━━━━━ Exercise data ━━━━━

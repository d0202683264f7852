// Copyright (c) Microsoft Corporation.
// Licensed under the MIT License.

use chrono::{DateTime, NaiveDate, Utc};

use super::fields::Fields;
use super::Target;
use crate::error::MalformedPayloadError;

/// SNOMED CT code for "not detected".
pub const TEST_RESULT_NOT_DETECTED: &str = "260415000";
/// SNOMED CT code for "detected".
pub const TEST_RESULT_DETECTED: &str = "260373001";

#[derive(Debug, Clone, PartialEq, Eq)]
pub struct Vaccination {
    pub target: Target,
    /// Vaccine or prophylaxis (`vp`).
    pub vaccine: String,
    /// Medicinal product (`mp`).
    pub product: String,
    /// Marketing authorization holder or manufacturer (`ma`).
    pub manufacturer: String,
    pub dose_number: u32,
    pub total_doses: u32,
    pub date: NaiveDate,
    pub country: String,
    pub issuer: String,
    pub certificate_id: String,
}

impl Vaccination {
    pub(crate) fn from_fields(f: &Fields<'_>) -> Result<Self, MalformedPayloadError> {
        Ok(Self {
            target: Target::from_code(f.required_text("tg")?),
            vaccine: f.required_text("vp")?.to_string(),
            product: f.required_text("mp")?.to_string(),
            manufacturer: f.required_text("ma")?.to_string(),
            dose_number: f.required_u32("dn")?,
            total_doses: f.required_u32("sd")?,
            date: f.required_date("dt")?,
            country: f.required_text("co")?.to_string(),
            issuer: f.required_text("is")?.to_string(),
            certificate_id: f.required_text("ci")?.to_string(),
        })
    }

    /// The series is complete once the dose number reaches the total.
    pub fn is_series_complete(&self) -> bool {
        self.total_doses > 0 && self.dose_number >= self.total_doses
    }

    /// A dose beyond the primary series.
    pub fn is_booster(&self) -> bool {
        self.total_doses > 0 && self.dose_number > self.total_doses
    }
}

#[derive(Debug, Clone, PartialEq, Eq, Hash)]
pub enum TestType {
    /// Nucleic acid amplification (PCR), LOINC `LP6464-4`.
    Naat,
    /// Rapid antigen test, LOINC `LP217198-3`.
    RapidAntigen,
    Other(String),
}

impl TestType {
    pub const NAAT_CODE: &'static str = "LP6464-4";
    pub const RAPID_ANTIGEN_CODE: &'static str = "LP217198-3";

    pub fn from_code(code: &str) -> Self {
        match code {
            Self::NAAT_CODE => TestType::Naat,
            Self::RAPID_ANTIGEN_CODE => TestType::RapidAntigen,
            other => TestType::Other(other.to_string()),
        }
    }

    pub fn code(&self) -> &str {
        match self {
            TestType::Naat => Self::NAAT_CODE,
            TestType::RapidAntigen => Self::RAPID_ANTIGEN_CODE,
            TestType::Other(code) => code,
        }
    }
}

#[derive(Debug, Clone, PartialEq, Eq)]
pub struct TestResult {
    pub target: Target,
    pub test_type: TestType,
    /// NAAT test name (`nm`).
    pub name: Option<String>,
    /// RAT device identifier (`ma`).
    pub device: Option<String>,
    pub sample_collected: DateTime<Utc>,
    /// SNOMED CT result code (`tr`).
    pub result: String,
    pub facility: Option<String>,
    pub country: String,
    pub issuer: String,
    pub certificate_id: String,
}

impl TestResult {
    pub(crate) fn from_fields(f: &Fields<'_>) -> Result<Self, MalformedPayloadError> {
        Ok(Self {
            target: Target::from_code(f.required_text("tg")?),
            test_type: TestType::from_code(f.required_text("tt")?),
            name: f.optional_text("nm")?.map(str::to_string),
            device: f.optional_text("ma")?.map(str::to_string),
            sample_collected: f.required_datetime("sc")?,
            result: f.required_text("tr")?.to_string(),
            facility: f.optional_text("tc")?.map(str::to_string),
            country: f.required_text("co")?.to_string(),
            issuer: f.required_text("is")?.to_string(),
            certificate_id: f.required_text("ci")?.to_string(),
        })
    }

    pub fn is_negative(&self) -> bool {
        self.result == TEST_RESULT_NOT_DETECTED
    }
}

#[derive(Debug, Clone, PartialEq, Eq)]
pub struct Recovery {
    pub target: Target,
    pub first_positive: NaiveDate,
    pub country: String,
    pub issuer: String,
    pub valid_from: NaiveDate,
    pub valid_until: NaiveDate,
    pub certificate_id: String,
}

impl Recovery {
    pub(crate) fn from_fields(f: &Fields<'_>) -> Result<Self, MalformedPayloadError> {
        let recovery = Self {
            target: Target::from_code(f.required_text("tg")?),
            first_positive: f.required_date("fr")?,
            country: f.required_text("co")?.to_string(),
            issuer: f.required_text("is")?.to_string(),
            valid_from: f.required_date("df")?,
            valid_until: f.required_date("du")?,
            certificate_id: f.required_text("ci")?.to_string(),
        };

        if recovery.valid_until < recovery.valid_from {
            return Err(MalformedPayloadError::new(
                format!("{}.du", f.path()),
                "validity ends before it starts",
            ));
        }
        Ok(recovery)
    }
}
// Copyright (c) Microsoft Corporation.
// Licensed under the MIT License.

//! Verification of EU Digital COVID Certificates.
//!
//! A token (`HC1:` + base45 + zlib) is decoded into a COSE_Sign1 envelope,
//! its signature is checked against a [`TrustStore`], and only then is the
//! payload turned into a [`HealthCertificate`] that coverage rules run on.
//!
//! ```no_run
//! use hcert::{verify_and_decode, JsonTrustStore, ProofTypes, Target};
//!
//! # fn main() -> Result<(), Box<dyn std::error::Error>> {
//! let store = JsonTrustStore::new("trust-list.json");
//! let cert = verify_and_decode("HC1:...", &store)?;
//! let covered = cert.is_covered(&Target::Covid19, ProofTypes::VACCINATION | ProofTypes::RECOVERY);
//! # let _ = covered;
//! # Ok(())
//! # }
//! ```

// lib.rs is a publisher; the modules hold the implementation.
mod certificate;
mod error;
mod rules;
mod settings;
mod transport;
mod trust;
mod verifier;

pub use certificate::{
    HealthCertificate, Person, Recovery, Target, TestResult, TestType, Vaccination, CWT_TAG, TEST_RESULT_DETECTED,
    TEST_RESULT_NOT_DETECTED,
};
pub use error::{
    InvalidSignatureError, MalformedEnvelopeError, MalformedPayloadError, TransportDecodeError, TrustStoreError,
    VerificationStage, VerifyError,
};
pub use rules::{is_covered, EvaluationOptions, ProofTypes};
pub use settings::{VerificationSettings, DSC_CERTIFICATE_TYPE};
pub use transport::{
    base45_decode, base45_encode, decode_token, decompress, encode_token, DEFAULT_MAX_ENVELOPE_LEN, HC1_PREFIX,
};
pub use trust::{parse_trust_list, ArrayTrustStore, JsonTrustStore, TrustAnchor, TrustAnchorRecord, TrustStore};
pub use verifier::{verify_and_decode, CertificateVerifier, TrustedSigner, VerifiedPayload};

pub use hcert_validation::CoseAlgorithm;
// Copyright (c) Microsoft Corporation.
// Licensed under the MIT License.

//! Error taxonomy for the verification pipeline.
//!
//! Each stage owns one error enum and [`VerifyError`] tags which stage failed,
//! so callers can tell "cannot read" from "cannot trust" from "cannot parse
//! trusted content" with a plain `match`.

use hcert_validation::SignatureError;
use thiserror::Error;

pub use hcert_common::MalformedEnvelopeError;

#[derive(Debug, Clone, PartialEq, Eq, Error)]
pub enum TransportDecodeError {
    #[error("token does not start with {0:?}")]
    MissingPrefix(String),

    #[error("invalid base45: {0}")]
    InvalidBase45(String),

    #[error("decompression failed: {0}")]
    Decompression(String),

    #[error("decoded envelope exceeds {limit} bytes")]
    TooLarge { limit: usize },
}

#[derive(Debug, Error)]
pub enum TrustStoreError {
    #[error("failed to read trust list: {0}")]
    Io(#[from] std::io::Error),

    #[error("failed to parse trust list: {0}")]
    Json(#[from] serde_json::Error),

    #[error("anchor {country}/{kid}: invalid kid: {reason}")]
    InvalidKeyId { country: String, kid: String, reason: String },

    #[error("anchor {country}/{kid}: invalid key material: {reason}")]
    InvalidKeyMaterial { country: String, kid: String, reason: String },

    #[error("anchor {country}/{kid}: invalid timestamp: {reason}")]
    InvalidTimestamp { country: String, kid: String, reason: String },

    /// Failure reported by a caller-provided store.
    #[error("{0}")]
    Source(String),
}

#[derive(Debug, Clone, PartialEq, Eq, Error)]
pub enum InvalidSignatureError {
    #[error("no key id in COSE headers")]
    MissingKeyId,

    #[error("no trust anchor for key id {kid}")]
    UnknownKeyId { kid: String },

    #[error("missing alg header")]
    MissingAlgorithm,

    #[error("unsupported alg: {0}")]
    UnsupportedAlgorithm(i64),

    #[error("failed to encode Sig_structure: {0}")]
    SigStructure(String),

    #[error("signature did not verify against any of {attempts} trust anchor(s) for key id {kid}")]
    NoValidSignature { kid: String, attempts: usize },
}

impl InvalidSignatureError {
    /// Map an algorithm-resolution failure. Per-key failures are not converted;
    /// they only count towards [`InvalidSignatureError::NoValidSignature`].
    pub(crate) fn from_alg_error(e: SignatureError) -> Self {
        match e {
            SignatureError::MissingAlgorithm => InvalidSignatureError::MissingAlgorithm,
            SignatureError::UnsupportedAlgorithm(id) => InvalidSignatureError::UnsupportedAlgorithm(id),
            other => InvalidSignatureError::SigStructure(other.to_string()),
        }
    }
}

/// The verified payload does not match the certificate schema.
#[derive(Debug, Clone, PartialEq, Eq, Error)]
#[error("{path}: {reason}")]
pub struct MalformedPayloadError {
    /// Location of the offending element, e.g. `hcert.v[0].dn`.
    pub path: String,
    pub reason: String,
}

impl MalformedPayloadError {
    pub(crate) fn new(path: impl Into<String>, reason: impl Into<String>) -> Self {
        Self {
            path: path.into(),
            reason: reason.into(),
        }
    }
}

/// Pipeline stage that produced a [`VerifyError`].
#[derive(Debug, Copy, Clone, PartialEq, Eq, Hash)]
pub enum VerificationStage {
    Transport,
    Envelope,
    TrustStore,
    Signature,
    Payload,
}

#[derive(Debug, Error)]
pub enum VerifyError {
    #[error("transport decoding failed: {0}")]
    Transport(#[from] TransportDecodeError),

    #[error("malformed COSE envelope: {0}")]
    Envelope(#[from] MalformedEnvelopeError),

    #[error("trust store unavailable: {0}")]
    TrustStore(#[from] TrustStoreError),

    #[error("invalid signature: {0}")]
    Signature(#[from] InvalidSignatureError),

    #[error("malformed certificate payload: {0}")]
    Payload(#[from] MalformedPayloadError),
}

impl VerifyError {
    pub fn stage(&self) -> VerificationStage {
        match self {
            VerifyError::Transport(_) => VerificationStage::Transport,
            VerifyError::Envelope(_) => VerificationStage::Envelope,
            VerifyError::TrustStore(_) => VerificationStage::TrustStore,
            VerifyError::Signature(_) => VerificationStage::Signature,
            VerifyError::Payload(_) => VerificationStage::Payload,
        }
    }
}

━━━━━

[Action item] The total wanted is the number of lines in the entries above that contain "SNOMED". Give it alone.

[Written solution] 3